InternalError Subclass of DatabaseError that refers to errors internal to the database module, such as a cursor no longer being active.
NotSupportedError Subclass of DatabaseError that refers to trying to call unsupported functionality.
OperationalError Subclass of DatabaseError that refers to errors such as the loss of a connection to the database. These errors are generally outside of the control of the Python script.
ProgrammingError Subclass of DatabaseError that refers to errors such as a bad table name and other errors in the script.
Warning Used for non-fatal issues. Must subclass StandardError.
General exceptions / error codes
Exception Means what
ArithmeticError Base class for all errors that occur for numeric calculation.
AssertionError Raised in case of failure of the Assert statement.
AttributeError Raised in case of failure of attribute reference or assignment.
EnvironmentError Base class for all exceptions that occur outside the Python environment.
EOFError Raised when there is no input from either the raw_input() or input() function and the end of file is reached.
Exception Base class for all exceptions
FloatingPointError Raised when a floating point calculation fails.
ImportError Raised when an import statement fails.
IndentationError Raised when indentation is not specified properly.
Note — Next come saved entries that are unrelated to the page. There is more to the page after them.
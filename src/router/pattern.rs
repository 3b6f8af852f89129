//! Path normalization and segment-wise pattern matching.

use std::sync::Arc;

use smallvec::SmallVec;

use super::core::{ParamVec, MAX_INLINE_PARAMS};

/// Constraint carried by a `{name}` / `{name:type}` placeholder.
#[derive(Debug, Clone, Copy, PartialEq, Eq)]
pub enum ParamKind {
    /// `{id}` - any non-empty segment
    Any,
    /// `{id:num}` - ASCII digits only
    Num,
    /// `{slug:string}` - ASCII letters and digits only
    Alnum,
}

impl ParamKind {
    fn parse(tag: &str) -> Option<Self> {
        match tag {
            "num" => Some(ParamKind::Num),
            "string" => Some(ParamKind::Alnum),
            _ => None,
        }
    }

    #[inline]
    fn accepts(self, segment: &str) -> bool {
        match self {
            ParamKind::Any => true,
            ParamKind::Num => segment.bytes().all(|b| b.is_ascii_digit()),
            ParamKind::Alnum => segment.bytes().all(|b| b.is_ascii_alphanumeric()),
        }
    }
}

/// One segment of a compiled pattern.
#[derive(Debug, Clone, PartialEq, Eq)]
pub enum Segment {
    Literal(String),
    Param { name: Arc<str>, kind: ParamKind },
}

/// Why a pattern failed to compile.
#[derive(Debug, Clone, PartialEq, Eq)]
pub(crate) enum PatternError {
    UnsupportedParamType(String),
    InvalidPlaceholder(String),
}

/// A compiled route pattern such as `/users/{id:num}/like`.
#[derive(Debug, Clone, PartialEq, Eq)]
pub struct PathPattern {
    raw: String,
    segments: Vec<Segment>,
}

impl PathPattern {
    pub(crate) fn parse(path: &str) -> Result<Self, PatternError> {
        let raw = normalize_path(path);
        let segments = split_segments(&raw)
            .into_iter()
            .map(parse_segment)
            .collect::<Result<Vec<_>, _>>()?;
        Ok(Self { raw, segments })
    }

    /// The normalized pattern string.
    #[must_use]
    pub fn as_str(&self) -> &str {
        &self.raw
    }

    #[must_use]
    pub fn segments(&self) -> &[Segment] {
        &self.segments
    }

    /// Placeholder names in order.
    pub fn param_names(&self) -> impl Iterator<Item = &str> {
        self.segments.iter().filter_map(|s| match s {
            Segment::Param { name, .. } => Some(name.as_ref()),
            Segment::Literal(_) => None,
        })
    }

    /// Match already-split request segments, binding placeholders positionally.
    pub(crate) fn match_segments(&self, request: &[&str]) -> Option<ParamVec> {
        if request.len() != self.segments.len() {
            return None;
        }
        let mut params = ParamVec::new();
        for (segment, actual) in self.segments.iter().zip(request) {
            match segment {
                Segment::Literal(literal) => {
                    if literal != actual {
                        return None;
                    }
                }
                Segment::Param { name, kind } => {
                    if actual.is_empty() || !kind.accepts(actual) {
                        return None;
                    }
                    params.push((Arc::clone(name), (*actual).to_string()));
                }
            }
        }
        Some(params)
    }
}

fn parse_segment(segment: &str) -> Result<Segment, PatternError> {
    let Some(inner) = segment
        .strip_prefix('{')
        .and_then(|s| s.strip_suffix('}'))
    else {
        if segment.contains('{') || segment.contains('}') {
            return Err(PatternError::InvalidPlaceholder(segment.to_string()));
        }
        return Ok(Segment::Literal(segment.to_string()));
    };

    let (name, kind) = match inner.split_once(':') {
        Some((name, tag)) => {
            let kind = ParamKind::parse(tag)
                .ok_or_else(|| PatternError::UnsupportedParamType(tag.to_string()))?;
            (name, kind)
        }
        None => (inner, ParamKind::Any),
    };

    let valid_name =
        !name.is_empty() && name.bytes().all(|b| b.is_ascii_alphanumeric() || b == b'_');
    if !valid_name {
        return Err(PatternError::InvalidPlaceholder(segment.to_string()));
    }

    Ok(Segment::Param {
        name: Arc::from(name),
        kind,
    })
}

/// Normalize a request or pattern path.
///
/// Trailing slashes are removed, a leading slash is enforced and the empty path becomes `/`:
/// `"/x/"` → `"/x"`, `""` → `"/"`, `"x"` → `"/x"`.
#[must_use]
pub fn normalize_path(path: &str) -> String {
    let trimmed = path.trim_end_matches('/');
    if trimmed.is_empty() {
        "/".to_string()
    } else if trimmed.starts_with('/') {
        trimmed.to_string()
    } else {
        format!("/{trimmed}")
    }
}

/// Normalize a group prefix: leading slash enforced, trailing slashes removed, `"/"` → `""`.
pub(crate) fn normalize_prefix(prefix: &str) -> String {
    let trimmed = prefix.trim_end_matches('/');
    if trimmed.is_empty() {
        String::new()
    } else if trimmed.starts_with('/') {
        trimmed.to_string()
    } else {
        format!("/{trimmed}")
    }
}

/// Split a normalized path into segments; `/` has none.
pub(crate) fn split_segments(path: &str) -> SmallVec<[&str; MAX_INLINE_PARAMS]> {
    let body = path.strip_prefix('/').unwrap_or(path);
    if body.is_empty() {
        return SmallVec::new();
    }
    body.split('/').collect()
}

/// Split a raw URI into `(path, query)`.
pub(crate) fn split_uri(uri: &str) -> (&str, &str) {
    let without_fragment = uri.split_once('#').map_or(uri, |(before, _)| before);
    match without_fragment.split_once('?') {
        Some((path, query)) => (path, query),
        None => (without_fragment, ""),
    }
}

/// Decode a query string as `key=value` pairs (form-urlencoded).
pub(crate) fn parse_query(query: &str) -> ParamVec {
    url::form_urlencoded::parse(query.as_bytes())
        .map(|(k, v)| (Arc::from(k.as_ref()), v.into_owned()))
        .collect()
}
IndexError Raised when an index is not found in a sequence.
IOError Raised when an input/ output operation fails, such as the print statement or the open() function when trying to open a file that does not exist.
KeyboardInterrupt Raised when the user interrupts program execution, usually by pressing Ctrl+c.
KeyError Raised when the specified key is not found in the dictionary.
LookupError Base class for all lookup errors.
NameError Raised when an identifier is not found in the local or global namespace.
NotImplementedError Raised when an abstract method that needs to be implemented in an inherited class is not actually implemented.
OSError Raised when a system function returns a system-related error, including I/O failures such as “file not found” or “disk full” (not for illegal argument types or other incidental errors).
OverflowError Raised when a calculation exceeds maximum limit for a numeric type.
RuntimeError Raised when a generated error does not fall into any other category.
StandardError Base class for all built-in exceptions except StopIteration and SystemExit.
StopIteration Raised when the next() method of an iterator does not point to any object.
SyntaxError Raised when there is an error in Python syntax.
SystemError Raised when the interpreter finds an internal problem. When this error is encountered the Python interpreter does not exit.
SystemExit Raised when Python interpreter is quit by using the sys.exit() function. If not handled in the code this causes the interpreter to exit.
TypeError Raised when an operation or function is attempted that is invalid for the specified data type.
UnboundLocalError Raised when trying to access a local variable in a function or method but no value has been assigned to it.
ValueError Raised when the built-in function for a data type has the valid type of arguments, but the arguments have invalid values specified.
ZeroDivisionError Raised when division or modulo by zero takes place for all numeric types.